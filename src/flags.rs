use indexmap::IndexMap;
use once_cell::sync::Lazy;

pub const WHITE_FLAG: &str = "\u{1F3F3}\u{FE0F}";

// Football splits the United Kingdom into its home nations. These codes are
// not ISO 3166-1, so their glyphs cannot be derived from regional indicators.
const ENGLAND_FLAG: &str =
    "\u{1F3F4}\u{E0067}\u{E0062}\u{E0065}\u{E006E}\u{E0067}\u{E007F}";
const SCOTLAND_FLAG: &str =
    "\u{1F3F4}\u{E0067}\u{E0062}\u{E0073}\u{E0063}\u{E0074}\u{E007F}";
const WALES_FLAG: &str = "\u{1F3F4}\u{E0067}\u{E0062}\u{E0077}\u{E006C}\u{E0073}\u{E007F}";
const UNITED_KINGDOM_FLAG: &str = "\u{1F1EC}\u{1F1E7}";

const HOME_NATION_FLAGS: &[(&str, &str)] = &[
    ("EN", ENGLAND_FLAG),
    ("SC", SCOTLAND_FLAG),
    ("WA", WALES_FLAG),
    ("NI", UNITED_KINGDOM_FLAG),
];

const ISO_CODES: &[&str] = &[
    "AD", "AE", "AF", "AL", "AM", "AO", "AR", "AT", "AU", "AZ", "BA", "BB",
    "BD", "BE", "BF", "BG", "BH", "BI", "BJ", "BN", "BO", "BR", "BS", "BT",
    "BW", "BY", "BZ", "CA", "CD", "CF", "CG", "CH", "CI", "CL", "CM", "CN",
    "CO", "CR", "CU", "CV", "CY", "CZ", "DE", "DJ", "DK", "DM", "DO", "DZ",
    "EC", "EE", "EG", "ER", "ES", "ET", "FI", "FJ", "FM", "FR", "GA", "GB",
    "GD", "GE", "GF", "GH", "GI", "GM", "GN", "GQ", "GR", "GT", "GU", "GW",
    "GY", "HK", "HN", "HR", "HT", "HU", "ID", "IE", "IL", "IN", "IQ", "IR",
    "IS", "IT", "JM", "JO", "JP", "KE", "KG", "KH", "KI", "KM", "KN", "KP",
    "KR", "KW", "KZ", "LA", "LB", "LC", "LI", "LK", "LR", "LS", "LT", "LU",
    "LV", "LY", "MA", "MC", "MD", "ME", "MG", "MH", "MK", "ML", "MM", "MN",
    "MR", "MT", "MU", "MV", "MW", "MX", "MY", "MZ", "NA", "NE", "NG", "NL",
    "NO", "NP", "NR", "NZ", "OM", "PA", "PE", "PG", "PH", "PK", "PL", "PS",
    "PT", "PW", "PY", "QA", "RO", "RS", "RU", "RW", "SA", "SB", "SD", "SE",
    "SG", "SI", "SK", "SL", "SM", "SN", "SO", "SR", "SS", "ST", "SV", "SY",
    "SZ", "TD", "TG", "TH", "TJ", "TL", "TM", "TN", "TO", "TR", "TT", "TV",
    "TW", "TZ", "UA", "UG", "US", "UY", "UZ", "VA", "VC", "VE", "VN", "VU",
    "WS", "XK", "YE", "ZA", "ZM", "ZW",
];

static BUILTIN: Lazy<FlagTable> = Lazy::new(|| {
    let mut table = FlagTable::default();
    for code in ISO_CODES {
        if let Some(glyph) = regional_indicator_flag(code) {
            table.insert(*code, glyph);
        }
    }
    // Home nations win over the ISO meaning of the same letters (SC, NI).
    for (code, glyph) in HOME_NATION_FLAGS {
        table.insert(*code, *glyph);
    }
    table
});

/// Country code to display glyph. Purely cosmetic: a missing entry renders
/// as an empty string.
#[derive(Debug, Clone, Default, PartialEq, Eq)]
pub struct FlagTable {
    glyphs: IndexMap<String, String>,
}

impl FlagTable {
    pub fn builtin() -> Self {
        BUILTIN.clone()
    }

    pub fn builtin_ref() -> &'static FlagTable {
        &BUILTIN
    }

    pub fn from_pairs<I, K, V>(pairs: I) -> Self
    where
        I: IntoIterator<Item = (K, V)>,
        K: Into<String>,
        V: Into<String>,
    {
        let mut table = Self::default();
        for (code, glyph) in pairs {
            table.insert(code, glyph);
        }
        table
    }

    pub fn insert(&mut self, code: impl Into<String>, glyph: impl Into<String>) {
        self.glyphs.insert(code.into(), glyph.into());
    }

    pub fn flag(&self, code: &str) -> Option<&str> {
        self.glyphs.get(code).map(String::as_str)
    }

    pub fn flag_or_empty(&self, code: &str) -> &str {
        self.flag(code).unwrap_or("")
    }

    pub fn flag_or_white(&self, code: &str) -> &str {
        self.flag(code).unwrap_or(WHITE_FLAG)
    }

    pub fn contains(&self, code: &str) -> bool {
        self.glyphs.contains_key(code)
    }

    pub fn len(&self) -> usize {
        self.glyphs.len()
    }

    pub fn is_empty(&self) -> bool {
        self.glyphs.is_empty()
    }
}

/// Two regional indicator symbols for an ISO alpha-2 code, e.g. "ES" -> 🇪🇸.
pub fn regional_indicator_flag(code: &str) -> Option<String> {
    let bytes = code.as_bytes();
    if bytes.len() != 2 || !bytes.iter().all(u8::is_ascii_alphabetic) {
        return None;
    }
    bytes
        .iter()
        .map(|b| char::from_u32(0x1F1E6 + u32::from(b.to_ascii_uppercase() - b'A')))
        .collect()
}

#[cfg(test)]
mod tests {
    use super::*;

    #[test]
    fn regional_indicator_flag_works() {
        assert_eq!(regional_indicator_flag("ES").as_deref(), Some("🇪🇸"));
        assert_eq!(regional_indicator_flag("br").as_deref(), Some("🇧🇷"));
        assert_eq!(regional_indicator_flag("E"), None);
        assert_eq!(regional_indicator_flag("E1"), None);
        assert_eq!(regional_indicator_flag("ESP"), None);
    }

    #[test]
    fn home_nations_override_iso_letters() {
        let flags = FlagTable::builtin();
        assert_eq!(flags.flag("SC"), Some(SCOTLAND_FLAG));
        assert_eq!(flags.flag("NI"), Some(UNITED_KINGDOM_FLAG));
        assert_eq!(flags.flag("EN"), Some(ENGLAND_FLAG));
        assert_eq!(flags.flag("WA"), Some(WALES_FLAG));
    }

    #[test]
    fn missing_code_fallbacks() {
        let flags = FlagTable::from_pairs([("ES", "🇪🇸")]);
        assert_eq!(flags.flag_or_empty("QQ"), "");
        assert_eq!(flags.flag_or_white("QQ"), WHITE_FLAG);
        assert_eq!(flags.flag_or_white("ES"), "🇪🇸");
    }
}
//! Corrective passes over `players.nationality_code`.
//!
//! Nationality codes are plain ISO 3166-1 here, so flags come from regional
//! indicators rather than the football flag table (SC is Seychelles).

use anyhow::{Context, Result};
use indexmap::IndexMap;
use serde_json::json;
use tracing::{info, warn};

use crate::flags::{WHITE_FLAG, regional_indicator_flag};
use crate::nationality::code_for_nationality_name;
use crate::store::{Filter, Query, RecordStore, row_id, str_field};

const TABLE: &str = "players";
const NIGERIA: &str = "Nigeria";
const NIGERIA_CODE: &str = "NG";
const NIGER_CODE: &str = "NE";

#[derive(Debug, Clone, Default, PartialEq, Eq)]
pub struct NationalityCount {
    pub nationality: String,
    pub players: usize,
    /// Code the fix table maps this nationality to, if any.
    pub code: Option<&'static str>,
}

#[derive(Debug, Clone, Default, PartialEq, Eq)]
pub struct MissingCodesSummary {
    pub fetched: usize,
    pub updated: usize,
    pub failed: usize,
    pub skipped: usize,
    /// Most common nationality first.
    pub breakdown: Vec<NationalityCount>,
}

#[derive(Debug, Clone, Default, PartialEq, Eq)]
pub struct NigerFixSummary {
    pub fetched: usize,
    pub updated: usize,
    pub failed: usize,
    pub names: Vec<String>,
}

pub fn nationality_flag(code: &str) -> String {
    regional_indicator_flag(code).unwrap_or_else(|| WHITE_FLAG.to_string())
}

/// Players with a nationality name but no code: patch code and flag where the
/// name is a known long form, skip the rest.
pub fn fix_missing_codes(store: &dyn RecordStore) -> Result<MissingCodesSummary> {
    let query = Query::new()
        .select("id,name,nationality,nationality_code,nationality_flag")
        .or(vec![
            Filter::IsNull("nationality_code".to_string()),
            Filter::Eq("nationality_code".to_string(), String::new()),
        ])
        .not_null("nationality");
    let players = store
        .select(TABLE, &query)
        .context("failed fetching players with missing codes")?;
    info!("Found {} players with missing nationality codes", players.len());

    let mut counts: IndexMap<String, usize> = IndexMap::new();
    for player in &players {
        let nationality = str_field(player, "nationality").unwrap_or("Unknown");
        *counts.entry(nationality.to_string()).or_default() += 1;
    }
    let mut breakdown = counts
        .into_iter()
        .map(|(nationality, players)| NationalityCount {
            code: code_for_nationality_name(&nationality),
            nationality,
            players,
        })
        .collect::<Vec<_>>();
    breakdown.sort_by(|a, b| b.players.cmp(&a.players));

    let mut summary = MissingCodesSummary {
        fetched: players.len(),
        breakdown,
        ..MissingCodesSummary::default()
    };
    for player in &players {
        let name = str_field(player, "name").unwrap_or_default();
        let nationality = str_field(player, "nationality").unwrap_or_default();
        let Some(code) = code_for_nationality_name(nationality) else {
            summary.skipped += 1;
            if !nationality.is_empty() {
                warn!("No mapping for: {name} ({nationality})");
            }
            continue;
        };
        let Some(id) = row_id(player) else {
            summary.failed += 1;
            continue;
        };
        let flag = nationality_flag(code);
        let body = json!({ "nationality_code": code, "nationality_flag": flag });
        match store.patch(TABLE, &Query::new().eq("id", &id), &body) {
            Ok(()) => {
                summary.updated += 1;
                info!("Fixed: {name} -> {flag} {nationality} ({code})");
            }
            Err(err) => {
                summary.failed += 1;
                warn!("Failed to update {name}: {err}");
            }
        }
    }
    Ok(summary)
}

/// Players coded `NE` were Nigerians mis-resolved to Niger; recode them.
pub fn fix_niger_codes(store: &dyn RecordStore) -> Result<NigerFixSummary> {
    let query = Query::new()
        .select("id,name,nationality,nationality_code")
        .eq("nationality_code", NIGER_CODE);
    let players = store
        .select(TABLE, &query)
        .context("failed fetching players coded NE")?;
    info!("Found {} players with NE (Niger) code", players.len());

    let flag = nationality_flag(NIGERIA_CODE);
    let body = json!({
        "nationality": NIGERIA,
        "nationality_code": NIGERIA_CODE,
        "nationality_flag": flag,
    });
    let mut summary = NigerFixSummary {
        fetched: players.len(),
        ..NigerFixSummary::default()
    };
    for player in &players {
        let name = str_field(player, "name").unwrap_or_default().to_string();
        let Some(id) = row_id(player) else {
            summary.failed += 1;
            continue;
        };
        match store.patch(TABLE, &Query::new().eq("id", &id), &body) {
            Ok(()) => {
                summary.updated += 1;
                info!("Fixed: {name} -> {flag} {NIGERIA} ({NIGERIA_CODE})");
                summary.names.push(name);
            }
            Err(err) => {
                summary.failed += 1;
                warn!("Error updating {name}: {err}");
            }
        }
    }
    Ok(summary)
}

━━━━━━━━━━━━━━━━

Problem to solve:
Work out how many lines in this material include the word "skipped", and reply with that number alone.

Your solution:
2